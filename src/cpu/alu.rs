// 算術邏輯單元 - 純函式，回傳 (結果, 新旗標)

use super::registers::{FLAG_C, FLAG_H, FLAG_N, FLAG_Z};

fn z(value: u8) -> u8 {
    if value == 0 { FLAG_Z } else { 0 }
}

fn bit(condition: bool, mask: u8) -> u8 {
    if condition { mask } else { 0 }
}

pub fn add(a: u8, value: u8, carry_in: bool) -> (u8, u8) {
    let c = carry_in as u16;
    let sum = a as u16 + value as u16 + c;
    let result = sum as u8;
    let half = (a & 0x0F) as u16 + (value & 0x0F) as u16 + c > 0x0F;
    (result, z(result) | bit(half, FLAG_H) | bit(sum > 0xFF, FLAG_C))
}

pub fn sub(a: u8, value: u8, carry_in: bool) -> (u8, u8) {
    let c = carry_in as u16;
    let result = (a as u16).wrapping_sub(value as u16).wrapping_sub(c) as u8;
    let half = ((a & 0x0F) as u16) < (value & 0x0F) as u16 + c;
    let carry = (a as u16) < value as u16 + c;
    (result, z(result) | FLAG_N | bit(half, FLAG_H) | bit(carry, FLAG_C))
}

pub fn and(a: u8, value: u8) -> (u8, u8) {
    let result = a & value;
    (result, z(result) | FLAG_H)
}

pub fn xor(a: u8, value: u8) -> (u8, u8) {
    let result = a ^ value;
    (result, z(result))
}

pub fn or(a: u8, value: u8) -> (u8, u8) {
    let result = a | value;
    (result, z(result))
}

/// ALU 指令群 (0x80-0xBF 與 0xC6-0xFE)，op 為 3 位元運算碼；CP 不改 A
pub fn apply(op: u8, a: u8, value: u8, flags: u8) -> (u8, u8) {
    let carry = flags & FLAG_C != 0;
    match op & 0x07 {
        0 => add(a, value, false),
        1 => add(a, value, carry),
        2 => sub(a, value, false),
        3 => sub(a, value, carry),
        4 => and(a, value),
        5 => xor(a, value),
        6 => or(a, value),
        _ => (a, sub(a, value, false).1),
    }
}

/// INC 保留 C 旗標
pub fn inc(value: u8, flags: u8) -> (u8, u8) {
    let result = value.wrapping_add(1);
    let half = (result & 0x0F) < (value & 0x0F);
    (result, z(result) | bit(half, FLAG_H) | (flags & FLAG_C))
}

/// DEC 保留 C 旗標
pub fn dec(value: u8, flags: u8) -> (u8, u8) {
    let result = value.wrapping_sub(1);
    let half = (result & 0x0F) > (value & 0x0F);
    (result, z(result) | FLAG_N | bit(half, FLAG_H) | (flags & FLAG_C))
}

/// ADD HL,rr 保留 Z 旗標
pub fn add16(hl: u16, value: u16, flags: u8) -> (u16, u8) {
    let result = hl.wrapping_add(value);
    let half = (result & 0x0FFF) < (hl & 0x0FFF);
    (
        result,
        (flags & FLAG_Z) | bit(half, FLAG_H) | bit(result < hl, FLAG_C),
    )
}

/// ADD SP,e 與 LD HL,SP+e：旗標由低位元組無號相加決定
pub fn add_sp(sp: u16, offset: u8) -> (u16, u8) {
    let result = sp.wrapping_add(offset as i8 as u16);
    let half = (sp & 0x0F) + (offset as u16 & 0x0F) > 0x0F;
    let carry = (sp & 0xFF) + offset as u16 > 0xFF;
    (result, bit(half, FLAG_H) | bit(carry, FLAG_C))
}

pub fn daa(a: u8, flags: u8) -> (u8, u8) {
    let mut adjust = 0u8;
    let mut carry = flags & FLAG_C != 0;
    let subtract = flags & FLAG_N != 0;
    if flags & FLAG_H != 0 || (!subtract && a & 0x0F > 0x09) {
        adjust |= 0x06;
    }
    if carry || (!subtract && a > 0x99) {
        adjust |= 0x60;
        carry = true;
    }
    let result = if subtract {
        a.wrapping_sub(adjust)
    } else {
        a.wrapping_add(adjust)
    };
    (result, z(result) | (flags & FLAG_N) | bit(carry, FLAG_C))
}

/// CB 前綴的旋轉/位移 (op 為 0-7)，Z 依結果設定
pub fn rotate(op: u8, value: u8, flags: u8) -> (u8, u8) {
    let carry_in = flags & FLAG_C != 0;
    let (result, carry) = match op & 0x07 {
        0 => (value.rotate_left(1), value & 0x80 != 0),
        1 => (value.rotate_right(1), value & 0x01 != 0),
        2 => ((value << 1) | carry_in as u8, value & 0x80 != 0),
        3 => ((value >> 1) | ((carry_in as u8) << 7), value & 0x01 != 0),
        4 => (value << 1, value & 0x80 != 0),
        5 => ((value >> 1) | (value & 0x80), value & 0x01 != 0),
        6 => (value.rotate_left(4), false),
        _ => (value >> 1, value & 0x01 != 0),
    };
    (result, z(result) | bit(carry, FLAG_C))
}

/// RLCA/RRCA/RLA/RRA：和 CB 版本相同但 Z 永遠清除
pub fn rotate_a(op: u8, a: u8, flags: u8) -> (u8, u8) {
    let (result, new_flags) = rotate(op, a, flags);
    (result, new_flags & FLAG_C)
}

/// BIT b,r 保留 C 旗標
pub fn test_bit(index: u8, value: u8, flags: u8) -> u8 {
    z(value & (1 << index)) | FLAG_H | (flags & FLAG_C)
}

**Task prompt:**
None of the records may be left out; each is to be restated exactly.

**Written reply:**
filename src/cpu/alu.rs
// 算術邏輯單元 - 純函式，回傳 (結果, 新旗標)

use super::registers::{FLAG_C, FLAG_H, FLAG_N, FLAG_Z};

fn z(value: u8) -> u8 {
    if value == 0 { FLAG_Z } else { 0 }
}

fn bit(condition: bool, mask: u8) -> u8 {
    if condition { mask } else { 0 }
}

pub fn add(a: u8, value: u8, carry_in: bool) -> (u8, u8) {
    let c = carry_in as u16;
    let sum = a as u16 + value as u16 + c;
    let result = sum as u8;
    let half = (a & 0x0F) as u16 + (value & 0x0F) as u16 + c > 0x0F;
    (result, z(result) | bit(half, FLAG_H) | bit(sum > 0xFF, FLAG_C))
}

pub fn sub(a: u8, value: u8, carry_in: bool) -> (u8, u8) {
    let c = carry_in as u16;
    let result = (a as u16).wrapping_sub(value as u16).wrapping_sub(c) as u8;
    let half = ((a & 0x0F) as u16) < (value & 0x0F) as u16 + c;
    let carry = (a as u16) < value as u16 + c;
    (result, z(result) | FLAG_N | bit(half, FLAG_H) | bit(carry, FLAG_C))
}

pub fn and(a: u8, value: u8) -> (u8, u8) {
    let result = a & value;
    (result, z(result) | FLAG_H)
}

pub fn xor(a: u8, value: u8) -> (u8, u8) {
    let result = a ^ value;
    (result, z(result))
}

pub fn or(a: u8, value: u8) -> (u8, u8) {
    let result = a | value;
    (result, z(result))
}

/// ALU 指令群 (0x80-0xBF 與 0xC6-0xFE)，op 為 3 位元運算碼；CP 不改 A
pub fn apply(op: u8, a: u8, value: u8, flags: u8) -> (u8, u8) {
    let carry = flags & FLAG_C != 0;
    match op & 0x07 {
        0 => add(a, value, false),
        1 => add(a, value, carry),
        2 => sub(a, value, false),
        3 => sub(a, value, carry),
        4 => and(a, value),
        5 => xor(a, value),
        6 => or(a, value),
        _ => (a, sub(a, value, false).1),
    }
}

/// INC 保留 C 旗標
pub fn inc(value: u8, flags: u8) -> (u8, u8) {
    let result = value.wrapping_add(1);
    let half = (result & 0x0F) < (value & 0x0F);
    (result, z(result) | bit(half, FLAG_H) | (flags & FLAG_C))
}

/// DEC 保留 C 旗標
pub fn dec(value: u8, flags: u8) -> (u8, u8) {
    let result = value.wrapping_sub(1);
    let half = (result & 0x0F) > (value & 0x0F);
    (result, z(result) | FLAG_N | bit(half, FLAG_H) | (flags & FLAG_C))
}

/// ADD HL,rr 保留 Z 旗標
pub fn add16(hl: u16, value: u16, flags: u8) -> (u16, u8) {
    let result = hl.wrapping_add(value);
    let half = (result & 0x0FFF) < (hl & 0x0FFF);
    (
        result,
        (flags & FLAG_Z) | bit(half, FLAG_H) | bit(result < hl, FLAG_C),
    )
}

/// ADD SP,e 與 LD HL,SP+e：旗標由低位元組無號相加決定
pub fn add_sp(sp: u16, offset: u8) -> (u16, u8) {
    let result = sp.wrapping_add(offset as i8 as u16);
    let half = (sp & 0x0F) + (offset as u16 & 0x0F) > 0x0F;
    let carry = (sp & 0xFF) + offset as u16 > 0xFF;
    (result, bit(half, FLAG_H) | bit(carry, FLAG_C))
}

pub fn daa(a: u8, flags: u8) -> (u8, u8) {
    let mut adjust = 0u8;
    let mut carry = flags & FLAG_C != 0;
    let subtract = flags & FLAG_N != 0;
    if flags & FLAG_H != 0 || (!subtract && a & 0x0F > 0x09) {
        adjust |= 0x06;
    }
    if carry || (!subtract && a > 0x99) {
        adjust |= 0x60;
        carry = true;
    }
    let result = if subtract {
        a.wrapping_sub(adjust)
    } else {
        a.wrapping_add(adjust)
    };
    (result, z(result) | (flags & FLAG_N) | bit(carry, FLAG_C))
}

/// CB 前綴的旋轉/位移 (op 為 0-7)，Z 依結果設定
pub fn rotate(op: u8, value: u8, flags: u8) -> (u8, u8) {
    let carry_in = flags & FLAG_C != 0;
    let (result, carry) = match op & 0x07 {
        0 => (value.rotate_left(1), value & 0x80 != 0),
        1 => (value.rotate_right(1), value & 0x01 != 0),
        2 => ((value << 1) | carry_in as u8, value & 0x80 != 0),
        3 => ((value >> 1) | ((carry_in as u8) << 7), value & 0x01 != 0),
        4 => (value << 1, value & 0x80 != 0),
        5 => ((value >> 1) | (value & 0x80), value & 0x01 != 0),
        6 => (value.rotate_left(4), false),
        _ => (value >> 1, value & 0x01 != 0),
    };
    (result, z(result) | bit(carry, FLAG_C))
}

/// RLCA/RRCA/RLA/RRA：和 CB 版本相同但 Z 永遠清除
pub fn rotate_a(op: u8, a: u8, flags: u8) -> (u8, u8) {
    let (result, new_flags) = rotate(op, a, flags);
    (result, new_flags & FLAG_C)
}

/// BIT b,r 保留 C 旗標
pub fn test_bit(index: u8, value: u8, flags: u8) -> u8 {
    z(value & (1 << index)) | FLAG_H | (flags & FLAG_C)
}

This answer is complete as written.